EDEN PRAIRIE, Minn. — Nearly a year removed from gathering with young prospects in Radio City Music Hall about a block from Broadway in New York City, Teddy Bridgewater will ride down Broadway in Louisville, Ky.
Bridgewater, who starred for the University of Louisville from 2011-13, will serve as grand marshal of the Kentucky Derby Festival Pegasus Parade that is scheduled for Thursday, the same day the 2015 NFL Draft is scheduled to begin in Chicago.
Bridgewater will be able to stay in his college hometown and enjoy the weekend's festivities. He'll go from collecting tickets at the entry gates while a student to a having view of the starting gates Saturday.
"I'm excited about attending the Derby," Bridgewater said. "When I was in college, I had an opportunity to work the Derby so it will be fun this year to watch it live and not have to work. I worked at one of the ticketing gates. A couple of guys on the team got together and decided we're still on campus in May, so we'll work it.
Fast forward to this year, and Bridgewater and his agent received an invitation for him to be part of the attraction.
"I thought it would be a great idea to go back," Bridgewater said. "I have so many memories there. It's going to be fun to be able to ride around in a car in the parade and also attend the event."
The race, which has occurred every year since 1875 and starts the Triple Crown series, has become known as "the most exciting two minutes in sports" because of the approximate duration of time it takes to cross the finish line after 1.25 miles.

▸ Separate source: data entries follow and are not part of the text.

use std::collections::BTreeMap;
use std::path::Path;

use anyhow::{bail, Context, Result};
use serde::{Deserialize, Serialize};

use crate::combinatorics::Combo;
use crate::config::{GameConfig, Level, Thresholds};
use crate::frequency::FrequencyTable;

/// On-disk shape of a frequency table. Keys are `-`-joined ascending numbers.
#[derive(Debug, Clone, Serialize, Deserialize)]
struct FrequencyFile {
    game: String,
    k: u8,
    last_draw: u32,
    pares: BTreeMap<String, u32>,
    tercias: BTreeMap<String, u32>,
    cuartetos: BTreeMap<String, u32>,
}

impl FrequencyFile {
    fn level(&self, level: Level) -> &BTreeMap<String, u32> {
        match level {
            Level::Pares => &self.pares,
            Level::Tercias => &self.tercias,
            Level::Cuartetos => &self.cuartetos,
        }
    }
}

fn write_json<T: Serialize>(path: &Path, value: &T) -> Result<()> {
    if let Some(parent) = path.parent() {
        std::fs::create_dir_all(parent)
            .with_context(|| format!("No se pudo crear {}", parent.display()))?;
    }
    let json = serde_json::to_string_pretty(value)?;
    std::fs::write(path, json).with_context(|| format!("No se pudo escribir {}", path.display()))?;
    Ok(())
}

fn read_json<T: for<'de> Deserialize<'de>>(path: &Path) -> Result<Option<T>> {
    if !path.exists() {
        return Ok(None);
    }
    let json = std::fs::read_to_string(path)
        .with_context(|| format!("No se pudo leer {}", path.display()))?;
    let value = serde_json::from_str(&json)
        .with_context(|| format!("JSON inválido en {}", path.display()))?;
    Ok(Some(value))
}

pub fn save_frequencies(path: &Path, game: &GameConfig, table: &FrequencyTable) -> Result<()> {
    let encode = |level: Level| -> BTreeMap<String, u32> {
        table
            .entries(level)
            .map(|(combo, count)| (combo.to_string(), count))
            .collect()
    };
    let file = FrequencyFile {
        game: game.id.as_str().to_string(),
        k: table.k(),
        last_draw: table.last_draw(),
        pares: encode(Level::Pares),
        tercias: encode(Level::Tercias),
        cuartetos: encode(Level::Cuartetos),
    };
    write_json(path, &file)?;
    log::info!(
        "Frecuencias guardadas en {} (último sorteo {})",
        path.display(),
        table.last_draw()
    );
    Ok(())
}

/// `None` when the file does not exist. Every key is validated against the game.
pub fn load_frequencies(path: &Path, game: &GameConfig) -> Result<Option<FrequencyTable>> {
    let Some(file) = read_json::<FrequencyFile>(path)? else {
        return Ok(None);
    };
    if file.game != game.id.as_str() || file.k != game.k {
        bail!(
            "{} pertenece a {} (k={}), se esperaba {} (k={})",
            path.display(),
            file.game,
            file.k,
            game.id,
            game.k
        );
    }
    let mut table = FrequencyTable::new(game.k);
    for level in Level::ALL {
        for (key, &count) in file.level(level) {
            let combo: Combo = key
                .parse()
                .with_context(|| format!("Clave inválida en {}: {key:?}", level))?;
            if !table.set_count(level, combo.as_slice(), count) {
                bail!("Clave fuera de dominio en {}: {key:?}", level);
            }
        }
    }
    table.set_last_draw(file.last_draw);
    Ok(Some(table))
}

pub fn save_thresholds(path: &Path, thresholds: &Thresholds) -> Result<()> {
    write_json(path, thresholds)?;
    log::info!("Umbrales guardados en {}: {:?}", path.display(), thresholds.as_array());
    Ok(())
}

pub fn load_thresholds(path: &Path) -> Result<Option<Thresholds>> {
    read_json(path)
}

/// Last draw sequence incorporated by each stage.
#[derive(Debug, Clone, Copy, Default, PartialEq, Eq, Serialize, Deserialize)]
#[serde(default)]
pub struct PipelineState {
    pub last_draw_in_db: u32,
    pub last_draw_for_frequencies: u32,
    pub last_draw_for_optimization: u32,
    pub last_draw_for_omega_class: u32,
}

/// Missing or unreadable state reads as all-zero.
pub fn load_state(path: &Path) -> PipelineState {
    match read_json(path) {
        Ok(Some(state)) => state,
        Ok(None) => PipelineState::default(),
        Err(e) => {
            log::warn!("Estado ilegible, se usa el estado inicial: {e:#}");
            PipelineState::default()
        }
    }
}

pub fn save_state(path: &Path, state: &PipelineState) -> Result<()> {
    write_json(path, state)
}

#[cfg(test)]
mod tests {
    use super::*;
    use crate::config::GameId;
    use crate::frequency::build;
    use crate::frequency::tests::draw;
    use std::path::PathBuf;

    fn temp_file(name: &str) -> PathBuf {
        let dir = std::env::temp_dir().join(format!("zenlotto-store-{}", std::process::id()));
        std::fs::create_dir_all(&dir).unwrap();
        let path = dir.join(name);
        let _ = std::fs::remove_file(&path);
        path
    }

    #[test]
    fn test_frequencies_persist() {
        let game = GameId::Mini.config();
        let draws = vec![draw(3, &[1, 2, 3]), draw(7, &[2, 3, 5])];
        let (table, _) = build(&draws, game, None);
        let path = temp_file("freq.json");
        save_frequencies(&path, game, &table).unwrap();

        let json = std::fs::read_to_string(&path).unwrap();
        assert!(json.contains("\"2-3\": 2"));

        let loaded = load_frequencies(&path, game).unwrap().unwrap();
        assert_eq!(loaded, table);
        assert_eq!(loaded.last_draw(), 7);
    }

    #[test]
    fn test_missing_frequencies_is_none() {
        let path = temp_file("absent.json");
        assert!(load_frequencies(&path, GameId::Mini.config()).unwrap().is_none());
    }

    #[test]
    fn test_rejects_bad_keys() {
        let game = GameId::Mini.config();
        let path = temp_file("bad.json");
        let body = |pares: &str| {
            format!(r#"{{"game":"mini","k":6,"last_draw":1,"pares":{pares},"tercias":{{}},"cuartetos":{{}}}}"#)
        };
        for pares in [r#"{"1-9": 1}"#, r#"{"1-2-3": 1}"#, r#"{"(1, 2)": 1}"#, r#"{"2-1": 1}"#] {
            std::fs::write(&path, body(pares)).unwrap();
            assert!(load_frequencies(&path, game).is_err(), "{pares}");
        }
        std::fs::write(&path, body(r#"{"1-2": 4}"#)).unwrap();
        let table = load_frequencies(&path, game).unwrap().unwrap();
        assert_eq!(table.count(Level::Pares, &[1, 2]), 4);
    }

    #[test]
    fn test_rejects_other_game() {
        let path = temp_file("other.json");
        let game = GameId::Mini.config();
        let (table, _) = build(&[draw(1, &[1, 2, 3])], game, None);
        save_frequencies(&path, game, &table).unwrap();
        assert!(load_frequencies(&path, GameId::MelateRetro.config()).is_err());
    }

    #[test]
    fn test_thresholds_persist() {
        let path = temp_file("thr.json");
        assert!(load_thresholds(&path).unwrap().is_none());
        save_thresholds(&path, &Thresholds::new(52, 4, 1)).unwrap();
        assert_eq!(load_thresholds(&path).unwrap(), Some(Thresholds::new(52, 4, 1)));
    }

    #[test]
    fn test_state_defaults_when_corrupt() {
        let path = temp_file("state.json");
        assert_eq!(load_state(&path), PipelineState::default());
        std::fs::write(&path, "not json").unwrap();
        assert_eq!(load_state(&path), PipelineState::default());

        let state = PipelineState {
            last_draw_in_db: 10,
            last_draw_for_frequencies: 10,
            last_draw_for_optimization: 9,
            last_draw_for_omega_class: 9,
        };
        save_state(&path, &state).unwrap();
        assert_eq!(load_state(&path), state);
    }
}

Bridgewater did his part to challenge the Derby's claim to that title multiple times as a rookie. He led six scoring drives at the end of halves in that amount of time or less and posted a seasonal franchise-record four come-from-behind victories. He also alertly changed a play at the line and quickly fired the ball to Jarius Wright, who hit full stride for an 87-yard score to beat the Jets in overtime. That play, in part, stemmed from trust the quarterback and receiver developed last offseason.
"I knew Teddy was going to come out and be a great quarterback," Wright said Monday after a workout session that was open to the media. "When I first got in, Teddy was the backup and I was pretty much a backup too so every rep was me and Teddy with the 2s and he built a relationship with me that he knew he could trust me, and it's carried on where we both play with the starters."

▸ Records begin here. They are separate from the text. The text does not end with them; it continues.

use std::sync::Mutex;
use std::time::{Duration, Instant};

use indicatif::{ProgressBar, ProgressStyle};

/// Receives coarse progress updates from long-running stages.
pub trait ProgressSink: Sync {
    fn report(&self, percent: u8, status: &str);
}

impl<F> ProgressSink for F
where
    F: Fn(u8, &str) + Sync,
{
    fn report(&self, percent: u8, status: &str) {
        self(percent, status)
    }
}

pub struct NoProgress;

impl ProgressSink for NoProgress {
    fn report(&self, _percent: u8, _status: &str) {}
}

/// Forwards only when the percentage advanced by `step`, `interval` elapsed,
/// or the work is complete.
pub struct Throttled<'a> {
    inner: &'a dyn ProgressSink,
    step: u8,
    interval: Duration,
    last: Mutex<Option<(u8, Instant)>>,
}

impl<'a> Throttled<'a> {
    pub fn new(inner: &'a dyn ProgressSink, step: u8, interval: Duration) -> Self {
        Self {
            inner,
            step,
            interval,
            last: Mutex::new(None),
        }
    }
}

impl ProgressSink for Throttled<'_> {
    fn report(&self, percent: u8, status: &str) {
        let percent = percent.min(100);
        let now = Instant::now();
        let forward = {
            let mut last = match self.last.lock() {
                Ok(guard) => guard,
                Err(poisoned) => poisoned.into_inner(),
            };
            let due = match *last {
                None => true,
                Some((prev, at)) => {
                    percent == 100
                        || percent >= prev.saturating_add(self.step)
                        || now.duration_since(at) >= self.interval
                }
            };
            if due {
                *last = Some((percent, now));
            }
            due
        };
        if forward {
            self.inner.report(percent, status);
        }
    }
}

/// Terminal progress bar on a 0-100 scale.
pub struct BarProgress {
    bar: ProgressBar,
}

impl BarProgress {
    pub fn new() -> Self {
        let bar = ProgressBar::new(100);
        bar.set_style(
            ProgressStyle::with_template(
                "{spinner:.green} [{elapsed_precise}] [{bar:40.cyan/blue}] {pos:>3}% {msg}",
            )
            .unwrap()
            .progress_chars("=> "),
        );
        Self { bar }
    }

    pub fn finish(&self) {
        self.bar.finish_and_clear();
    }
}

impl Default for BarProgress {
    fn default() -> Self {
        Self::new()
    }
}

impl ProgressSink for BarProgress {
    fn report(&self, percent: u8, status: &str) {
        self.bar.set_position(percent as u64);
        self.bar.set_message(status.to_string());
    }
}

Unlike the rule-specified 3-year-old thoroughbreds who have one shot at "The Run for the Roses," Bridgewater is poised to have multiple runs with the Vikings. His second pro season launched last week when Minnesota began its voluntary offseason workout program.
"Guys came back with the same mindset," Bridgewater said, still sweating from Monday's session. "It shows we have a team that's eager to get better. We know that last year wasn't good enough so we're going to continue to work hard. It started last week, and we're going to continue to make progress each week.
"I left a lot of plays on the field last year, but I'm always trying to get better," Bridgewater added. "I appreciate people saying I had a good rookie season, but if I play at that same level this year, we'll be 7-9 again, and that's not good enough."
Bridgewater set or tied a total of 91 franchise records, including starts (12), wins (six), completion percentage (64.4) and passer rating (85.2) by a rookie. The completion percentage was the third-highest, and the passer rating ranked seventh-highest among qualifying first-year players in NFL history. He was named Pepsi NFL Rookie of the Year in a vote by fans and participated in award-related events at Super Bowl XLIX.
An offseason goal for Bridgewater is bulking up to prepare for the grind of another year in the NFL. Bridgewater said after taking a slight break, he worked out using a plan designed by Evan Marcus, Vikings head strength and conditioning coach, and assistants Jeff Hurd and Chaz Mahle while spending some time in Miami and in Southern California with teammates that were hosted by Vikings tight end Kyle Rudolph.
View the top 20 images of Teddy Bridgewater from the 2014 season.
"We were great with our communication," Bridgewater said. "They were pretty impressed with the way I returned."
The quarterback was listed at 210 pounds last season and didn't say where he's currently tipping scales.
"I'll keep that a secret right now," Bridgewater said. "I just want to continue to track my progress. I'll see how bigger and stronger I am once the OTAs are over."
Bridgewater started the week by attending the Wild's series-clinching win over the Blues on Sunday.
"I'll take my hat off to those guys on the Minnesota Wild for keeping the playoff hunt alive and advancing to the next round," Bridgewater said. "It was a pretty impressive atmosphere. You talk about playoff hockey, I thought playoff football was intense, but being at that game and interacting with the fans, it was a pretty unique situation. I can't wait to get back there."